At the opening session of a National Police Command Conference in Accra yesterday, Mr Bani said, “We cannot afford to leave the safety and security of this country and its people in the hands of faceless individuals and groups.”

He urged political parties and their leaders to rely on the police for the provision of security at all times instead of the vigilante groups which threatened the peace and stability of the country.

He also encouraged all political leaders with security concerns to approach the Inspector General of Police (IGP), Mr John Kudalor, for assistance.

The National Police Command Conference had the theme: “Safeguarding our democracy – Safe and secure environment – before, during and after Election 2016”.

The conference is organised annually by the Police Administration and it is attended by the Police Management Board members, representatives of other security agencies and all regional police commanders who discuss policing in general and respond to security concerns in the country.

Vigilante groups

The minister’s directive re-echoes calls by various interest groups, including civil society organisations, on  the Police Adminstration to ban the activities of private security forces associated with political parties.

The Azorka Boys from Tamale, who are associated with the ruling National Democratic Congress (NDC), and the Bolga Bulldogs, associated with the opposition New Patriotic Party (NPP), allegedly clash during political activities and elections.

Some other politically motivated vigilante groups have been involved in violent clashes, resulting in the destruction of property, while a number of people have either been wounded or lost their lives.

In January this year, the IGP, Mr Kudalor, announced that there were plans to disband all vigilante groups associated with political parties following an advice by the Attorney-General that all those groups were unlawful and illegal.

Advice

Mr Bani also urged personnel of the Ghana Police Service to live above reproach and carry out their duties with integrity and without fear or favour in the upcoming general election.

“We have had too many complaints about the police in recent times, although many of the complaints seem to be exaggerated,” he said.

The police, he added, must be neutral, professional and vigilant throughout the election process.

The IGP

In his welcome address, Mr Kudalor said adequate measures had been put in place to ensure that the security and safety needs of the political parties were addressed.

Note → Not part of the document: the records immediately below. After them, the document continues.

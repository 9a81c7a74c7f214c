// ==========================================
// RecordStore 场景测试
// ==========================================
// 测试目标: 失败数扣减、编辑取消、区域汇总、批量线路
// ==========================================


use route_evolution::domain::{RecordField, Region, SummaryScope};
use route_evolution::engine::{RecordFilter, RecordStore, RegionFilter};
use route_evolution::logging;
use test_helpers::{approx_eq, record};

fn two_region_store() -> RecordStore {
    let mut store = RecordStore::new();
    store.add_imported(vec![
        record("sp-1", "Ana", Region::SP, 100, 80),
        record("rj-1", "Bruno", Region::RJ, 50, 50),
    ]);
    store
}

/// ALL = SP + RJ
fn assert_all_is_sum(store: &RecordStore) {
    let s = store.summaries();
    assert_eq!(s.all.total_orders, s.sp.total_orders + s.rj.total_orders);
    assert_eq!(s.all.delivered, s.sp.delivered + s.rj.delivered);
    assert_eq!(s.all.failures, s.sp.failures + s.rj.failures);
    assert_eq!(s.all.total_received, s.sp.total_received + s.rj.total_received);
}

#[test]
fn test_failure_count_reduces_delivered() {
    logging::init_test();
    let mut store = two_region_store();

    assert!(store.set_failure_count("sp-1", "5"));

    let r = store.get("sp-1").unwrap();
    assert_eq!(r.delivered_count, 75);
    assert_eq!(r.pending_count, 25);
    assert!(approx_eq(r.delivery_percent, 75.0));
    assert!(approx_eq(r.route_percent, 75.0));
    assert_eq!(store.summaries().sp.failures, 5);
    assert_eq!(store.summaries().sp.delivered, 75);
    assert_all_is_sum(&store);
}

#[test]
fn test_cancel_restores_pre_edit_values() {
    let mut store = two_region_store();
    let before = store.get("sp-1").unwrap().clone();

    assert!(store.begin_edit("sp-1"));
    assert!(store.set_field("sp-1", RecordField::OrderedCount, "50"));
    assert!(store.set_field("sp-1", RecordField::Route, "7"));
    assert!(store.set_failure_count("sp-1", "10"));
    assert_eq!(store.get("sp-1").unwrap().ordered_count, 50);

    assert!(store.cancel_edit("sp-1"));

    assert_eq!(store.get("sp-1").unwrap(), &before);
    assert_eq!(store.failure_count("sp-1"), 0);
    assert!(!store.is_editing("sp-1"));
    assert_eq!(store.summaries().sp.total_orders, 100);
    assert_eq!(store.summaries().sp.failures, 0);
    assert_all_is_sum(&store);
}

#[test]
fn test_commit_without_changes_is_idempotent() {
    let mut store = two_region_store();
    let before = store.get("rj-1").unwrap().clone();

    assert!(store.begin_edit("rj-1"));
    assert!(store.commit_edit("rj-1"));

    assert_eq!(store.get("rj-1").unwrap(), &before);
    assert!(store.edit_snapshot("rj-1").is_none());
}

#[test]
fn test_region_totals_use_total_received() {
    let mut store = two_region_store();

    assert!(store.begin_region_edit(SummaryScope::SP));
    assert!(store.set_total_received(SummaryScope::SP, "100"));
    assert!(store.commit_region_edit(SummaryScope::SP));
    assert!(store.set_total_received(SummaryScope::RJ, "50"));

    let s = store.summaries();
    assert_eq!(s.all.total_received, 150);
    assert!(approx_eq(s.sp.delivery_percent, 80.0));
    assert!(approx_eq(s.rj.delivery_percent, 100.0));
    assert!(approx_eq(s.all.delivery_percent, 130.0 / 150.0 * 100.0));

    // ALL 不可直接编辑
    assert!(!store.set_total_received(SummaryScope::All, "999"));
    assert_eq!(store.summaries().all.total_received, 150);
}

#[test]
fn test_total_received_survives_record_mutations() {
    let mut store = two_region_store();
    store.set_total_received(SummaryScope::SP, "200");

    store.set_field("sp-1", RecordField::DeliveredCount, "100");
    store.remove("rj-1");

    let s = store.summaries();
    assert_eq!(s.sp.total_received, 200);
    assert!(approx_eq(s.sp.delivery_percent, 50.0));
    assert_eq!(s.rj.total_orders, 0);
    assert_all_is_sum(&store);
}

#[test]
fn test_batch_route_leaves_unmatched_records_untouched() {
    let mut store = two_region_store();
    store.add_imported(vec![record("sp-2", "Carla", Region::SP, 10, 9)]);
    let untouched = store.get("rj-1").unwrap().clone();

    let filter = RecordFilter {
        search: String::new(),
        region: RegionFilter::Only(Region::SP),
        driver: None,
    };
    assert_eq!(store.apply_batch_route("42", &filter), 2);

    assert_eq!(store.get("sp-1").unwrap().route, "42");
    assert_eq!(store.get("sp-2").unwrap().route, "42");
    assert_eq!(store.get("rj-1").unwrap(), &untouched);
    assert_eq!(store.apply_batch_route("", &filter), 0);
}

#[test]
fn test_invalid_input_never_changes_state() {
    let mut store = two_region_store();
    let before = store.to_persisted();
    let summaries = store.summaries().clone();

    assert!(!store.set_failure_count("sp-1", "abc"));
    assert!(!store.set_field("sp-1", RecordField::OrderedCount, "1.5"));
    assert!(!store.set_field("sp-1", RecordField::DeliveredCount, "-3"));
    assert!(!store.set_field("sp-1", RecordField::Route, ""));
    assert!(!store.set_total_received(SummaryScope::RJ, "x"));
    assert!(!store.set_failure_count("missing", "1"));

    assert_eq!(store.to_persisted(), before);
    assert_eq!(store.summaries(), &summaries);
}

#[test]
fn test_derived_fields_consistent_after_mixed_sequence() {
    let mut store = two_region_store();
    store.set_field("sp-1", RecordField::OrderedCount, "0");
    store.set_failure_count("rj-1", "60");
    store.set_field("rj-1", RecordField::OrderedCount, "40");

    for r in store.records() {
        assert_eq!(r.pending_count, r.ordered_count - r.delivered_count);
        if r.ordered_count == 0 {
            assert_eq!(r.delivery_percent, 0.0);
            assert_eq!(r.route_percent, 0.0);
        } else {
            assert!(approx_eq(
                r.delivery_percent,
                r.delivered_count as f64 / r.ordered_count as f64 * 100.0
            ));
            assert!(approx_eq(r.route_percent, r.delivery_percent));
        }
    }

    let rj = store.get("rj-1").unwrap();
    assert_eq!(rj.delivered_count, 0);
    assert_eq!(rj.pending_count, 40);
    assert_all_is_sum(&store);
}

He announced that selected policemen who had been trained to protect presidential candidates and their running mates contesting the November general election were commissioned yesterday.

He said the 2016 general election would be fiercely contested, as “all political parties are determined to win this election. This determination is  undoubtedly going to pose a lot of challenges to us as the key stakeholders in ensuring security. Nonetheless, we have always surmounted these tasks with utmost admiration”.

Mr Kudalor added that a detailed audit had been conducted throughout the country to identify all the flashpoints and vulnerable areas.

Based on the audit, he said, comprehensive operational strategies had been mapped out to take care of all the violence-prone areas.